AVANÇOS NO SETOR SOCIAL NÃO SAÍRAM DO PAPEL

Um ano após a promulgação da Constituição, a maior parte dos dispositivos inovadores, anunciados como grandes conquistas da sociedade brasileira, permanecem no papel, por falta de normas regulamentadoras. Em 12 meses, o Congresso Nacional aprovou 20 projetos que regulamentam a Constituição-- menos de 10% do total necessário. Nesse ritmo, a regulamentação levaria 10 anos. Mas o problema não está apenas no número de projetos aprovados. Uma análise dessas matérias mostra que não foi seguida a lista de prioridades estabelecida pelos líderes partidários. Dos 20 projetos, nove tratam de aumento de vencimentos e concessão de gratificações para categorias específicas, principalmente do Poder Judiciário: foi contemplado com 16.600 novos cargos, para a instalação do STJ (Superior Tribunal de Justiça) e dos TRFs (Tribunais Regionais Federais). Apenas cinco dos projetos aprovados estavam incluídos entre os prioritários. Eles regulamentaram as eleições presidenciais, o direito de greve, o salário-mínimo, a política salarial e a política do meio ambiente.
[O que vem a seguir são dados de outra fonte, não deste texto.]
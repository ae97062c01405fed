//! Messages
//!
//! Inbox of conversations and the chat view for one of them. The chat view
//! joins the conversation's live room for as long as it is mounted.

use chrono::Utc;
use leptos::*;
use leptos_router::*;

use bazaar::chat::{arrange_inbox, ChatPanel, ClientEvent, DeliveryStatus, MountId};
use bazaar::models::{Conversation, Message};

use crate::api;
use crate::components::{EmptyState, ListSkeleton};
use crate::state::{use_global_state, GlobalState};

#[component]
pub fn Inbox() -> impl IntoView {
    let state = use_global_state();
    let session = state.session;

    let conversations = create_local_resource(
        move || session.with(|s| s.as_ref().map(|s| s.user.id.clone())),
        |me| async move {
            let Some(me) = me else {
                return Ok(Vec::new());
            };
            api::conversations(&me).await.map(|list| arrange_inbox(list, &me))
        },
    );

    view! {
        <div class="space-y-4 max-w-2xl">
            <h1 class="text-3xl font-bold">"Messages"</h1>
            <Transition fallback=move || view! { <ListSkeleton count=5 /> }>
                {move || conversations.get().map(|result| match result {
                    Err(e) => view! { <EmptyState title="Could not load messages" hint=e.to_string() /> }.into_view(),
                    Ok(list) if list.is_empty() => view! {
                        <EmptyState title="No conversations yet" hint="Message a vendor from the services page." />
                    }.into_view(),
                    Ok(list) => {
                        let me = state.user_id().unwrap_or_default();
                        view! {
                            <ul class="divide-y bg-white rounded-xl shadow">
                                {list.into_iter().map(|c| view! { <InboxRow conversation=c me=me.clone() /> }).collect_view()}
                            </ul>
                        }.into_view()
                    }
                })}
            </Transition>
        </div>
    }
}

#[component]
fn InboxRow(conversation: Conversation, me: String) -> impl IntoView {
    let counterpart = conversation.counterpart_of(&me).to_string();
    view! {
        <li>
            <A href=format!("/chat/{}", counterpart) class="flex justify-between p-4 hover:bg-gray-50">
                <div>
                    <div class="font-medium">{counterpart.clone()}</div>
                    <div class="text-sm text-gray-500 truncate">{conversation.last_message.clone().unwrap_or_default()}</div>
                </div>
                <div class="text-xs text-gray-400">{conversation.updated_at.format("%b %d %H:%M").to_string()}</div>
            </A>
        </li>
    }
}

#[component]
pub fn ChatPage() -> impl IntoView {
    let state = use_global_state();
    let params = use_params_map();
    let counterpart = params.with_untracked(|p| p.get("counterpart").cloned().unwrap_or_default());

    let Some(me) = state.session.get_untracked().map(|s| s.user) else {
        return view! {
            <EmptyState title="Sign in to send messages" />
            <div class="text-center"><A href="/login" class="underline">"Sign in"</A></div>
        }
        .into_view();
    };
    if counterpart.trim().is_empty() {
        return view! { <EmptyState title="Pick someone to message" /> }.into_view();
    }

    let panel = create_rw_signal(ChatPanel::new(me.id.clone()));
    let (draft, set_draft) = create_signal(String::new());

    // Work resuming after this page is gone must not touch the socket or panel
    let mount = state.socket.mount();
    let socket = state.socket.clone();
    on_cleanup(move || socket.release(mount));

    // Join the room before loading history so nothing posted meanwhile is lost
    let (customer_id, vendor_id) = if me.is_vendor() {
        (counterpart.clone(), me.id.clone())
    } else {
        (me.id.clone(), counterpart.clone())
    };
    let state_for_open = state.clone();
    spawn_local(async move {
        let state = state_for_open;
        let opened = api::open_conversation(&customer_id, &vendor_id).await;
        if !state.socket.is_current(mount) {
            return;
        }
        let conversation = match opened {
            Ok(c) => c,
            Err(e) => {
                state.show_api_error(&e);
                return;
            }
        };

        panel.update(|p| p.open(conversation.id.clone()));
        let joined = state.socket.join(mount, &conversation.id, move |message| {
            panel.update(|p| {
                p.apply_inbound(message);
            });
        });
        if !joined {
            return;
        }

        let history = api::messages(&conversation.id).await;
        if !state.socket.is_current(mount) {
            return;
        }
        match history {
            Ok(history) => panel.update(|p| {
                p.load_history(history);
            }),
            Err(e) => state.show_api_error(&e),
        }
    });

    let state_for_send = state.clone();
    let send = move |ev: ev::SubmitEvent| {
        ev.prevent_default();
        let text = draft.get_untracked();
        let mut started = None;
        panel.update(|p| started = Some(p.begin_send(&text, Utc::now())));
        match started {
            Some(Ok(message)) => {
                set_draft.set(String::new());
                deliver(state_for_send.clone(), panel, mount, message);
            }
            Some(Err(e)) => state_for_send.show_error(&e.to_string()),
            None => {}
        }
    };

    let state_for_retry = state.clone();
    let retry = move |key: String| {
        let mut again = None;
        panel.update(|p| again = Some(p.retry(&key)));
        match again {
            Some(Ok(message)) => deliver(state_for_retry.clone(), panel, mount, message),
            Some(Err(e)) => state_for_retry.show_error(&e.to_string()),
            None => {}
        }
    };

    let me_id = me.id.clone();
    view! {
        <div class="max-w-2xl mx-auto flex flex-col h-[70vh] bg-white rounded-xl shadow">
            <header class="p-4 border-b font-semibold">{counterpart.clone()}</header>

            <ul class="flex-1 overflow-y-auto p-4 space-y-2">
                {move || panel.with(|p| p.entries().to_vec()).into_iter().map(|entry| {
                    let mine = entry.message.sender_id == me_id;
                    let key = entry.message.client_key.clone();
                    let retry = retry.clone();
                    let status = match entry.status {
                        DeliveryStatus::Pending => "Sending...",
                        DeliveryStatus::Failed => "Not sent",
                        DeliveryStatus::Sent | DeliveryStatus::Received => "",
                    };
                    view! {
                        <li class=if mine { "flex justify-end" } else { "flex justify-start" }>
                            <div class=if mine {
                                "max-w-[75%] bg-primary-600 text-white rounded-2xl px-4 py-2"
                            } else {
                                "max-w-[75%] bg-gray-100 rounded-2xl px-4 py-2"
                            }>
                                <p>{entry.message.text.clone()}</p>
                                <div class="text-xs opacity-70 flex gap-2">
                                    <span>{entry.message.sent_at.format("%H:%M").to_string()}</span>
                                    <span>{status}</span>
                                    {(entry.status == DeliveryStatus::Failed).then(|| key).flatten().map(|key| view! {
                                        <button class="underline" on:click=move |_| retry(key.clone())>"Retry"</button>
                                    })}
                                </div>
                            </div>
                        </li>
                    }
                }).collect_view()}
            </ul>

            <form on:submit=send class="p-4 border-t flex gap-2">
                <input
                    type="text"
                    placeholder="Write a message"
                    prop:value=move || draft.get()
                    on:input=move |ev| set_draft.set(event_target_value(&ev))
                    class="flex-1 rounded-lg px-4 py-2 border border-gray-300"
                />
                <button
                    type="submit"
                    disabled=move || draft.with(|d| d.trim().is_empty())
                    class="px-4 py-2 bg-primary-600 disabled:bg-gray-300 text-white rounded-lg"
                >
                    "Send"
                </button>
            </form>
        </div>
    }
    .into_view()
}

/// Relay live, then persist; the panel tracks the outcome by client key
fn deliver(state: GlobalState, panel: RwSignal<ChatPanel>, mount: MountId, message: Message) {
    let key = message.client_key.clone().unwrap_or_default();

    if let Err(e) = state.socket.emit(&ClientEvent::SendMessage {
        message: message.clone(),
    }) {
        web_sys::console::warn_1(&format!("Live relay skipped: {}", e).into());
    }

    spawn_local(async move {
        let persisted = api::persist_message(&message).await;
        if !state.socket.is_current(mount) {
            return;
        }
        match persisted {
            Ok(stored) => panel.update(|p| {
                p.mark_persisted(&key, &stored);
            }),
            Err(e) => {
                panel.update(|p| {
                    p.mark_failed(&key);
                });
                state.show_api_error(&e);
            }
        }
    });
}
Terão que esperar pelo próximo ano questões importantes como boa parte dos direitos trabalhistas (participação nos lucros das empresas, salário-família e aviso prévio proporcional), dos direitos individuais (defesa do consumidor e punição para o desrespeito a direitos fundamentais), a reforma agrária e o código de menores (FSP).